Limitations & Future Work¶
- Scoring quality depends heavily on the capabilities of the base model; weaker models might not accurately assess the value of mathematical content.
- Only evaluated in the mathematical domain; meta-prompts for other specialized fields (e.g., medicine, law, code) would need redesigning.
- The binary YES/NO assumption might not suffice to capture richer quality dimensions (such as novelty, rigor, complexity, etc.).
- Only validated on English mathematical texts; the effectiveness of scoring multilingual mathematical corpora remains unexplored.
- The scoring model (Qwen-72B) differs from the target models (Mistral-7B, etc.). Is there an optimal strategy for selecting scoring models?
Related Work & Insights¶
- vs. Phi-1/Phi-2 Data Selection: Phi-1/2 requires GPT-4 annotation and training a random forest classifier, which is expensive and yields only discrete labels. AutoDS requires zero annotations, zero secondary classifiers, and produces continuous scores.
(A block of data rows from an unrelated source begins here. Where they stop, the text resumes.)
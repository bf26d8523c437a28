//! API request handlers
//!
//! Every response uses the [`ApiResponse`] envelope. Structural failures
//! (bad input files, invalid formula sets) map to 4xx, everything else to
//! 500. Row-level problems are part of a successful processing summary.

use std::path::PathBuf;
use std::sync::Arc;

use axum::{
    extract::{Path, State},
    http::{header, StatusCode},
    response::{IntoResponse, Response},
    Json,
};
use chrono::{DateTime, Utc};
use serde::{Deserialize, Serialize};
use tracing::{info, warn};
use uuid::Uuid;

use super::server::{AppState, LastRun};
use crate::core::process_file;
use crate::core::registry::{FormulaFile, FormulaRecord};
use crate::error::CalcError;
use crate::extract::{extract_formulas, ExtractionReport, FallbackSuggester, PlainTextExtractor};
use crate::table::resolve_artifact;
use crate::vocabulary::{self, Category};

/// Standard API response wrapper
#[derive(Serialize)]
pub struct ApiResponse<T: Serialize> {
    pub success: bool,
    pub request_id: String,
    #[serde(skip_serializing_if = "Option::is_none")]
    pub data: Option<T>,
    #[serde(skip_serializing_if = "Option::is_none")]
    pub error: Option<String>,
}

impl<T: Serialize> ApiResponse<T> {
    pub fn ok(data: T) -> Self {
        Self {
            success: true,
            request_id: Uuid::new_v4().to_string(),
            data: Some(data),
            error: None,
        }
    }

    pub fn err(message: impl Into<String>) -> Self {
        Self {
            success: false,
            request_id: Uuid::new_v4().to_string(),
            data: None,
            error: Some(message.into()),
        }
    }
}

/// Error response: status code plus an error envelope
#[derive(Debug)]
pub struct ApiError {
    pub status: StatusCode,
    pub message: String,
}

impl ApiError {
    pub fn new(status: StatusCode, message: impl Into<String>) -> Self {
        Self {
            status,
            message: message.into(),
        }
    }
}

impl From<CalcError> for ApiError {
    fn from(e: CalcError) -> Self {
        let status = match &e {
            CalcError::UnsupportedFile(_) => StatusCode::UNSUPPORTED_MEDIA_TYPE,
            e if e.is_input_error() => StatusCode::BAD_REQUEST,
            _ => StatusCode::INTERNAL_SERVER_ERROR,
        };
        Self::new(status, e.to_string())
    }
}

impl IntoResponse for ApiError {
    fn into_response(self) -> Response {
        if self.status.is_server_error() {
            warn!(status = %self.status, "{}", self.message);
        }
        (self.status, Json(ApiResponse::<()>::err(self.message))).into_response()
    }
}

pub type ApiResult<T> = Result<Json<ApiResponse<T>>, ApiError>;

//==============================================================================
// Info endpoints
//==============================================================================

/// Root endpoint response
#[derive(Serialize)]
pub struct RootResponse {
    pub name: String,
    pub version: String,
    pub description: String,
    pub formulas_loaded: usize,
    pub endpoints: Vec<EndpointInfo>,
}

#[derive(Serialize)]
pub struct EndpointInfo {
    pub path: String,
    pub method: String,
    pub description: String,
}

fn endpoint(method: &str, path: &str, description: &str) -> EndpointInfo {
    EndpointInfo {
        path: path.to_string(),
        method: method.to_string(),
        description: description.to_string(),
    }
}

/// GET / - Root info
pub async fn root(State(state): State<Arc<AppState>>) -> impl IntoResponse {
    Json(ApiResponse::ok(RootResponse {
        name: "PolicyCalc API Server".to_string(),
        version: state.version.clone(),
        description: "Applies extracted insurance formulas to policy tables".to_string(),
        formulas_loaded: state.registry.len(),
        endpoints: vec![
            endpoint("GET", "/health", "Health check endpoint"),
            endpoint("GET", "/version", "Get server version"),
            endpoint("GET", "/api/v1/formulas", "List the active formula set"),
            endpoint("POST", "/api/v1/formulas", "Replace the active formula set"),
            endpoint("POST", "/api/v1/process", "Apply formulas to a policy table"),
            endpoint("GET", "/api/v1/download/:filename", "Download an output artifact"),
            endpoint("POST", "/api/v1/extract", "Suggest formulas from a document"),
            endpoint("GET", "/api/v1/variables", "List the variable vocabulary"),
        ],
    }))
}

/// Health check response
#[derive(Serialize)]
pub struct HealthResponse {
    pub status: String,
    pub formulas_loaded: usize,
    pub registry_version: u64,
    pub timestamp: DateTime<Utc>,
}

/// GET /health - Health check
pub async fn health(State(state): State<Arc<AppState>>) -> impl IntoResponse {
    let snapshot = state.registry.snapshot();
    Json(ApiResponse::ok(HealthResponse {
        status: "healthy".to_string(),
        formulas_loaded: snapshot.len(),
        registry_version: snapshot.version,
        timestamp: Utc::now(),
    }))
}

/// Version response
#[derive(Serialize)]
pub struct VersionResponse {
    pub version: String,
    pub features: Vec<String>,
}

/// GET /version - Server version
pub async fn version(State(state): State<Arc<AppState>>) -> impl IntoResponse {
    Json(ApiResponse::ok(VersionResponse {
        version: state.version.clone(),
        features: ["formulas", "process", "download", "extract", "variables"]
            .iter()
            .map(|f| f.to_string())
            .collect(),
    }))
}

//==============================================================================
// Formula registry
//==============================================================================

/// Replace response
#[derive(Serialize)]
pub struct ReplaceResponse {
    pub message: String,
    pub count: usize,
    pub version: u64,
}

/// POST /api/v1/formulas - Replace the active formula set
pub async fn replace_formulas(
    State(state): State<Arc<AppState>>,
    Json(file): Json<FormulaFile>,
) -> ApiResult<ReplaceResponse> {
    let set = state.registry.replace(file.into_records())?;
    info!(count = set.len(), version = set.version, "Stored extracted formulas");

    Ok(Json(ApiResponse::ok(ReplaceResponse {
        message: "Stored extracted formulas".to_string(),
        count: set.len(),
        version: set.version,
    })))
}

/// Registry introspection response
#[derive(Serialize)]
pub struct FormulasResponse {
    pub version: u64,
    pub loaded_at: DateTime<Utc>,
    pub count: usize,
    pub formulas: Vec<FormulaRecord>,
    pub last_run: Option<LastRun>,
}

/// GET /api/v1/formulas - Registry contents and last run counters
pub async fn get_formulas(State(state): State<Arc<AppState>>) -> impl IntoResponse {
    let snapshot = state.registry.snapshot();
    Json(ApiResponse::ok(FormulasResponse {
        version: snapshot.version,
        loaded_at: snapshot.loaded_at,
        count: snapshot.len(),
        formulas: snapshot.records(),
        last_run: state.last_run(),
    }))
}

//==============================================================================
// Processing and download
//==============================================================================

/// Process request
#[derive(Deserialize)]
pub struct ProcessRequest {
    pub file_path: String,
}

/// POST /api/v1/process - Apply the active formulas to a policy table
pub async fn process(
    State(state): State<Arc<AppState>>,
    Json(req): Json<ProcessRequest>,
) -> ApiResult<crate::core::ProcessingSummary> {
    let snapshot = state.registry.snapshot();
    let summary = process_file(&PathBuf::from(&req.file_path), &snapshot, &state.config)?;
    state.record_run(&summary);
    Ok(Json(ApiResponse::ok(summary)))
}

fn content_type(filename: &str) -> &'static str {
    if filename.to_lowercase().ends_with(".csv") {
        "text/csv"
    } else {
        "application/vnd.openxmlformats-officedocument.spreadsheetml.sheet"
    }
}

/// GET /api/v1/download/:filename - Fetch an output artifact
pub async fn download(
    State(state): State<Arc<AppState>>,
    Path(filename): Path<String>,
) -> Result<Response, ApiError> {
    let path = resolve_artifact(&state.config.output_dir, &filename).map_err(|e| match e {
        CalcError::Import(message) => ApiError::new(StatusCode::NOT_FOUND, message),
        other => ApiError::from(other),
    })?;

    let bytes = std::fs::read(&path).map_err(CalcError::from)?;
    Ok((
        [
            (header::CONTENT_TYPE, content_type(&filename).to_string()),
            (
                header::CONTENT_DISPOSITION,
                format!("attachment; filename=\"{}\"", filename),
            ),
        ],
        bytes,
    )
        .into_response())
}

//==============================================================================
// Extraction and vocabulary
//==============================================================================

/// Extract request
#[derive(Deserialize)]
pub struct ExtractRequest {
    pub file_path: String,
    #[serde(default)]
    pub targets: Vec<String>,
    /// Replace the active formula set with the result
    #[serde(default)]
    pub store: bool,
}

/// Extract response
#[derive(Serialize)]
pub struct ExtractResponse {
    #[serde(flatten)]
    pub report: ExtractionReport,
    pub stored: bool,
    #[serde(skip_serializing_if = "Option::is_none")]
    pub registry_version: Option<u64>,
}

/// POST /api/v1/extract - Suggest formulas from a document
pub async fn extract(
    State(state): State<Arc<AppState>>,
    Json(req): Json<ExtractRequest>,
) -> ApiResult<ExtractResponse> {
    let suggester = FallbackSuggester::local()?;
    let report = extract_formulas(
        &PathBuf::from(&req.file_path),
        &PlainTextExtractor,
        &suggester,
        &req.targets,
    )?;

    let registry_version = if req.store && !report.formulas.is_empty() {
        Some(state.registry.replace(report.formulas.clone())?.version)
    } else {
        None
    };

    Ok(Json(ApiResponse::ok(ExtractResponse {
        stored: registry_version.is_some(),
        registry_version,
        report,
    })))
}

/// Vocabulary entry
#[derive(Serialize)]
pub struct VariableInfo {
    pub name: String,
    pub description: String,
    pub aliases: Vec<String>,
    pub category: String,
    #[serde(skip_serializing_if = "Option::is_none")]
    pub role: Option<String>,
}

/// GET /api/v1/variables - List the variable vocabulary
pub async fn variables() -> impl IntoResponse {
    let entries: Vec<VariableInfo> = [Category::Insurance, Category::Financial]
        .into_iter()
        .flat_map(vocabulary::by_category)
        .map(|v| VariableInfo {
            name: v.name.to_string(),
            description: v.description.to_string(),
            aliases: v.aliases.iter().map(|a| a.to_string()).collect(),
            category: format!("{:?}", v.category).to_lowercase(),
            role: vocabulary::role(v.name).map(str::to_string),
        })
        .collect();
    Json(ApiResponse::ok(entries))
}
- vs. DSIR (Importance Resampling): DSIR performs distribution matching based on n-gram statistical features. AutoDS relies on LLM semantic understanding, which is more accurate in mathematical scenarios.
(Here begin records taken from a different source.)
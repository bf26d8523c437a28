//! Document text extraction

use std::path::Path;

use tracing::warn;

use crate::error::{CalcError, CalcResult};

/// Document kinds the extraction pipeline accepts
pub const SUPPORTED_DOCUMENT_EXTENSIONS: [&str; 10] = [
    "pdf", "docx", "doc", "txt", "md", "png", "jpg", "jpeg", "tiff", "bmp",
];

/// Turns a document into raw text.
///
/// Implementations return an empty string when nothing can be read; the
/// pipeline reports that as an empty document.
pub trait TextExtractor: Send + Sync {
    fn extract(&self, path: &Path) -> String;
}

/// Lower-cased extension of a path
pub fn document_extension(path: &Path) -> Option<String> {
    path.extension()
        .and_then(|e| e.to_str())
        .map(|e| e.to_lowercase())
}

/// Reject documents the pipeline does not accept
pub fn check_document(path: &Path) -> CalcResult<()> {
    match document_extension(path) {
        Some(ext) if SUPPORTED_DOCUMENT_EXTENSIONS.contains(&ext.as_str()) => Ok(()),
        _ => Err(CalcError::UnsupportedFile(format!(
            "{} (supported: {})",
            path.display(),
            SUPPORTED_DOCUMENT_EXTENSIONS.join(", ")
        ))),
    }
}

/// Reads UTF-8 text documents (`.txt`, `.md`, `.text`).
///
/// PDF, Word and image documents need an external extractor.
#[derive(Debug, Clone, Copy, Default)]
pub struct PlainTextExtractor;

impl PlainTextExtractor {
    pub fn handles(path: &Path) -> bool {
        matches!(
            document_extension(path).as_deref(),
            Some("txt") | Some("md") | Some("text")
        )
    }
}

impl TextExtractor for PlainTextExtractor {
    fn extract(&self, path: &Path) -> String {
        if !Self::handles(path) {
            warn!(path = %path.display(), "No text extractor for this document type");
            return String::new();
        }
        match std::fs::read_to_string(path) {
            Ok(text) => text,
            Err(e) => {
                warn!(path = %path.display(), error = %e, "Error extracting text from file");
                String::new()
            }
        }
    }
}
- vs. QuRating: QuRating also uses LLMs to evaluate data "quality" but in a different manner; the logits-based approach in AutoDS is simpler and more efficient.
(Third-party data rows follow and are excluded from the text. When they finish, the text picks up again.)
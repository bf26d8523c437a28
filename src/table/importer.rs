//! Table importer: CSV and spreadsheet files → DataTable

use std::fs::File;
use std::io::Read;
use std::path::{Path, PathBuf};

use calamine::{open_workbook_auto, Data, Range, Reader};
use tracing::debug;

use super::TableFormat;
use crate::error::{CalcError, CalcResult};
use crate::types::{Cell, DataTable};

pub struct TableImporter {
    path: PathBuf,
}

impl TableImporter {
    pub fn new<P: AsRef<Path>>(path: P) -> Self {
        Self {
            path: path.as_ref().to_path_buf(),
        }
    }

    /// Read the file into a table. The first row is the header row.
    pub fn import(&self) -> CalcResult<DataTable> {
        let format = TableFormat::from_path(&self.path)?;
        if !self.path.is_file() {
            return Err(CalcError::Import(format!(
                "{} does not exist",
                self.path.display()
            )));
        }

        let table = match format {
            TableFormat::Csv => {
                let file = File::open(&self.path)?;
                read_csv(file)?
            }
            TableFormat::Workbook => self.read_workbook()?,
        };

        debug!(
            path = %self.path.display(),
            rows = table.row_count(),
            columns = table.column_count(),
            "Imported table"
        );
        Ok(table)
    }

    fn read_workbook(&self) -> CalcResult<DataTable> {
        let mut workbook = open_workbook_auto(&self.path)
            .map_err(|e| CalcError::Import(format!("Failed to open workbook: {}", e)))?;

        let range = workbook
            .worksheet_range_at(0)
            .ok_or_else(|| CalcError::Import("Workbook has no worksheets".to_string()))?
            .map_err(|e| CalcError::Import(format!("Failed to read first worksheet: {}", e)))?;

        Ok(table_from_range(&range))
    }
}

/// Read CSV (header row required) from any reader
pub fn read_csv<R: Read>(reader: R) -> CalcResult<DataTable> {
    let mut csv_reader = csv::ReaderBuilder::new()
        .has_headers(true)
        .flexible(true)
        .from_reader(reader);

    let headers = csv_reader
        .headers()
        .map_err(|e| CalcError::Import(format!("Failed to read CSV header: {}", e)))?
        .iter()
        .enumerate()
        .map(|(i, h)| header_name(h, i))
        .collect();

    let mut table = DataTable::new(headers);
    for result in csv_reader.records() {
        let record = result?;
        let mut row: Vec<Cell> = record.iter().map(Cell::detect).collect();
        row.truncate(table.column_count());
        table.push_row(row);
    }

    Ok(table)
}

fn table_from_range(range: &Range<Data>) -> DataTable {
    let mut rows = range.rows();

    let headers = match rows.next() {
        Some(header_row) => header_row
            .iter()
            .enumerate()
            .map(|(i, cell)| header_name(&cell.to_string(), i))
            .collect(),
        None => return DataTable::default(),
    };

    let mut table = DataTable::new(headers);
    for row in rows {
        table.push_row(row.iter().map(cell_from_data).collect());
    }
    table
}

fn cell_from_data(data: &Data) -> Cell {
    match data {
        Data::Empty => Cell::Empty,
        Data::String(s) => {
            if s.trim().is_empty() {
                Cell::Empty
            } else {
                Cell::Text(s.clone())
            }
        }
        Data::Float(f) => Cell::Number(*f),
        Data::Int(i) => Cell::Number(*i as f64),
        Data::Bool(b) => Cell::Bool(*b),
        Data::DateTime(dt) => Cell::Number(dt.as_f64()),
        Data::Error(e) => Cell::Text(format!("#{:?}", e)),
        other => Cell::Text(other.to_string()),
    }
}

/// Headers are trimmed; a blank header gets a positional name
fn header_name(raw: &str, index: usize) -> String {
    let trimmed = raw.trim();
    if trimmed.is_empty() {
        format!("col_{}", index + 1)
    } else {
        trimmed.to_string()
    }
}

#[cfg(test)]
mod tests {
    use super::*;

    #[test]
    fn test_read_csv_detects_types() {
        let data = "COVER_CODE, Premium ,active\nL190A01,1000,true\nLI90B01,,false\n";
        let table = read_csv(data.as_bytes()).unwrap();

        assert_eq!(table.headers, vec!["COVER_CODE", "Premium", "active"]);
        assert_eq!(table.row_count(), 2);
        assert_eq!(table.rows[0][0], Cell::Text("L190A01".to_string()));
        assert_eq!(table.rows[0][1], Cell::Number(1000.0));
        assert_eq!(table.rows[0][2], Cell::Bool(true));
        assert_eq!(table.rows[1][1], Cell::Empty);
    }

    #[test]
    fn test_read_csv_ragged_rows() {
        let data = "a,b,c\n1\n1,2,3,4\n";
        let table = read_csv(data.as_bytes()).unwrap();
        assert_eq!(table.rows[0], vec![Cell::Number(1.0), Cell::Empty, Cell::Empty]);
        assert_eq!(table.rows[1].len(), 3);
    }

    #[test]
    fn test_blank_header_named_by_position() {
        let table = read_csv("a,,c\n1,2,3\n".as_bytes()).unwrap();
        assert_eq!(table.headers, vec!["a", "col_2", "c"]);
    }

    #[test]
    fn test_header_only_csv() {
        let table = read_csv("COVER_CODE,premium\n".as_bytes()).unwrap();
        assert_eq!(table.row_count(), 0);
        assert_eq!(table.column_count(), 2);
    }

    #[test]
    fn test_import_missing_file() {
        let err = TableImporter::new("/nonexistent/policies.csv").import().unwrap_err();
        assert!(matches!(err, CalcError::Import(_)));
    }

    #[test]
    fn test_import_unsupported_extension() {
        let err = TableImporter::new("policies.txt").import().unwrap_err();
        assert!(matches!(err, CalcError::UnsupportedFile(_)));
    }

    #[test]
    fn test_cell_from_data() {
        assert_eq!(cell_from_data(&Data::Int(5)), Cell::Number(5.0));
        assert_eq!(cell_from_data(&Data::String("  ".into())), Cell::Empty);
        assert_eq!(cell_from_data(&Data::Bool(false)), Cell::Bool(false));
    }
}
- Insights: The principle that continuous quality scoring outperforms binary classification should be universally applicable to all data selection scenarios—not just mathematics.
Rating¶
- Novelty: ⭐⭐⭐⭐⭐ The zero-shot generative classifier concept is highly novel, the continuous LM-Score design is elegant, and the autonomous data selection paradigm holds profound significance.
- Experimental Thoroughness: ⭐⭐⭐⭐ Conducts experiments across three models on three benchmarks, providing comprehensive ablations and comparisons against DSIR, QuRating, and Uniform.
- Writing Quality: ⭐⭐⭐⭐ Features clear motivation, concise methodology, and intuitive data visualizations (treemaps, distribution charts).
- Value: ⭐⭐⭐⭐⭐ The AutoMathText dataset is open-sourced, the methodology is directly reusable, and the 2x efficiency gain is of practical significance.